背景には、リユース市場の拡大と利用の停滞というギャップがある。環境省調査によると、2024年時点の国内リユース市場規模は約3兆4,986億円と拡大傾向にあり、2030年には約4兆円規模に達するとの民間推計もある。一方で、生活者のリユース実施率は40.8%にとどまり、約6割が未実施であることが明らかになっている。 こうした状況から、利用機会の不足や認知の低さ、自治体の取り組み不足などが課題として浮かび上がっている。

リユースの拡大は環境面だけでなく経済面でも重要な意味を持つ。製品の長期利用による廃棄物削減や処理コストの低減、製造・廃棄に伴うCO₂排出削減に加え、リユース品の売買を通じた生活者の可処分所得の増加や、雇用創出、地域活性化など多面的な効果が期待されている。

本ロードマップでは、2040年までの「目指すべき将来像」として、①環境配慮型で信頼性の高い市場を形成する「適正なリユース市場の創出」、②地域で循環が広がる「リユースの裾野の拡大」、③生活者・事業者・自治体においてリユースが定着する「リユースを当たり前に」の3点を掲げた。

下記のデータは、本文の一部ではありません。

//! Engine performance figures resolved for a given altitude.

use serde::{Deserialize, Serialize};

use crate::catalog::EngineSpec;
use crate::config::PhysicsConfig;

use super::constants::NEWTONS_PER_KILONEWTON;

/// Thrust (newtons) and specific impulse (seconds) of one engine in vacuum
/// and at sea level.
#[derive(Debug, Clone, Copy, PartialEq, Serialize, Deserialize)]
pub struct EngineStats {
    pub thrust_vacuum: f64,
    pub thrust_sea_level: f64,
    pub isp_vacuum: f64,
    pub isp_sea_level: f64,
}

impl EngineStats {
    /// Build stats from vacuum thrust and both ISP figures. Sea-level thrust
    /// scales with the ISP ratio, as it does for a fixed mass flow.
    pub fn new(thrust_vacuum: f64, isp_vacuum: f64, isp_sea_level: f64) -> Self {
        let thrust_sea_level = if isp_vacuum > 0.0 {
            thrust_vacuum * isp_sea_level / isp_vacuum
        } else {
            0.0
        };
        Self {
            thrust_vacuum,
            thrust_sea_level,
            isp_vacuum,
            isp_sea_level,
        }
    }

    /// Convert a catalog engine (thrust in kN) to SI figures.
    pub fn from_spec(spec: &EngineSpec) -> Self {
        Self {
            thrust_vacuum: spec.thrust.vacuum * NEWTONS_PER_KILONEWTON,
            thrust_sea_level: spec.thrust.atmosphere * NEWTONS_PER_KILONEWTON,
            isp_vacuum: spec.isp.vacuum,
            isp_sea_level: spec.isp.atmosphere,
        }
    }

    /// Propellant mass flow in kg/s at full throttle: nominal (vacuum) thrust
    /// over sea-level ISP. Vacuum-only engines without a sea-level ISP use
    /// their vacuum ISP.
    pub fn mass_flow(&self, g0: f64) -> f64 {
        let isp = if self.isp_sea_level > 0.0 {
            self.isp_sea_level
        } else {
            self.isp_vacuum
        };
        if isp <= 0.0 || g0 <= 0.0 {
            return 0.0;
        }
        self.thrust_vacuum / (isp * g0)
    }
}

/// Whether `altitude` lies at or above the configured atmosphere height.
pub fn is_vacuum(altitude: f64, config: &PhysicsConfig) -> bool {
    altitude >= config.reference_body.atmosphere_height
}

/// Fraction of sea-level atmosphere remaining at `altitude`, in `[0, 1]`.
pub fn atmosphere_ratio(altitude: f64, config: &PhysicsConfig) -> f64 {
    let height = config.reference_body.atmosphere_height;
    if height <= 0.0 {
        return 0.0;
    }
    (1.0 - altitude / height).clamp(0.0, 1.0)
}

/// ISP interpolated linearly between vacuum and sea level.
pub fn effective_isp(engine: &EngineStats, altitude: f64, config: &PhysicsConfig) -> f64 {
    if is_vacuum(altitude, config) {
        return engine.isp_vacuum;
    }
    let ratio = atmosphere_ratio(altitude, config);
    engine.isp_vacuum + (engine.isp_sea_level - engine.isp_vacuum) * ratio
}

/// Gravity at `altitude` under the inverse-square law, or surface gravity for
/// [`crate::config::AccuracyLevel::Simple`].
pub fn local_gravity(altitude: f64, config: &PhysicsConfig) -> f64 {
    let body = &config.reference_body;
    if !config.accuracy_level.uses_gravity_falloff() {
        return body.gravity;
    }
    let distance = body.radius + altitude.max(0.0);
    if distance <= 0.0 {
        return body.gravity;
    }
    body.gravity * (body.radius * body.radius) / (distance * distance)
}

#[cfg(test)]
mod tests {
    use super::*;
    use crate::config::AccuracyLevel;

    #[test]
    fn isp_interpolates_through_the_atmosphere() {
        let config = PhysicsConfig::default();
        let engine = EngineStats::new(215_000.0, 320.0, 250.0);

        assert_eq!(effective_isp(&engine, 0.0, &config), 250.0);
        assert!((effective_isp(&engine, 35_000.0, &config) - 285.0).abs() < 1e-9);
        assert_eq!(effective_isp(&engine, 70_000.0, &config), 320.0);
        assert_eq!(effective_isp(&engine, 90_000.0, &config), 320.0);
    }

    #[test]
    fn gravity_falls_off_with_altitude() {
        let config = PhysicsConfig::default();
        assert!((local_gravity(0.0, &config) - 9.81).abs() < 1e-12);
        // One body radius up, gravity drops to a quarter.
        assert!((local_gravity(600_000.0, &config) - 9.81 / 4.0).abs() < 1e-9);

        let simple = PhysicsConfig {
            accuracy_level: AccuracyLevel::Simple,
            ..PhysicsConfig::default()
        };
        assert_eq!(local_gravity(600_000.0, &simple), 9.81);
    }

    #[test]
    fn body_without_atmosphere_is_always_vacuum() {
        let mut config = PhysicsConfig::default();
        config.reference_body.atmosphere_height = 0.0;
        assert!(is_vacuum(0.0, &config));
        assert_eq!(atmosphere_ratio(0.0, &config), 0.0);
    }

    #[test]
    fn sea_level_thrust_tracks_isp_ratio() {
        let engine = EngineStats::new(200_000.0, 300.0, 240.0);
        assert!((engine.thrust_sea_level - 160_000.0).abs() < 1e-9);
        assert_eq!(EngineStats::new(1.0, 0.0, 0.0).thrust_sea_level, 0.0);
    }

    #[test]
    fn mass_flow_uses_sea_level_isp() {
        let engine = EngineStats::new(215_000.0, 320.0, 250.0);
        assert!((engine.mass_flow(9.81) - 215_000.0 / (250.0 * 9.81)).abs() < 1e-9);

        let throttled = EngineStats::new(215_000.0, 320.0, 100.0);
        assert!(throttled.mass_flow(9.81) > engine.mass_flow(9.81));
        assert_eq!(engine.mass_flow(0.0), 0.0);
    }
}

これらの達成に向けた指標として、「リユース市場規模」「リユース業者等と協働する自治体数」「生活者のリユース実施率」を設定し、2030年までに市場規模4兆6千億円(約32%増)、自治体数約600(倍増)、実施率50%(国民の半数)への引き上げを目指す。あわせて、参考指標としてリユース重量・点数も把握し、実態の可視化を進める。

対象範囲については、従来のリユースにとどまらず、シェアリング、リペア、リファービッシュ、リセールといった関連領域も含めた広義の2R(リデュース・リユース)ビジネスとして整理。衣類や家具などの製品だけでなく、部品や素材レベルでの循環も視野に入れるほか、無償譲渡やリフィルといった形態も含まれる。

具体的施策は4つの方向性で構成される。第一に、優良事業者ガイドラインの策定などによる業界の信頼性向上。第二に、モデル事業の創出やキャンペーン、教育を通じた接触機会の拡充で、8月を「リユース月間」とするなど普及啓発を強化する。第三に、国や自治体による公共調達の推進などを通じた需要喚起。第四に、リユースによる環境・経済効果の「見える化」や国内外調査など、制度基盤の整備である。

さらに、製造業者の参入やオンライン取引の拡大などにより、リユースビジネスは多様化が進んでいる。ロードマップでは、こうした動きを踏まえ、事業者・自治体・生活者が連携した取り組みを強化し、地域レベルでの循環モデルの実装を促進する方針も示された。

政府は、循環経済関連ビジネスの市場規模を2030年までに約50兆円から80兆円へ拡大する目標を掲げており、本ロードマップはその実現に向けた重要施策の一つと位置付けられる。今後は進捗のフォローアップと見直しを行いながら、リユースを軸とした資源循環の拡大とライフスタイル転換を図る。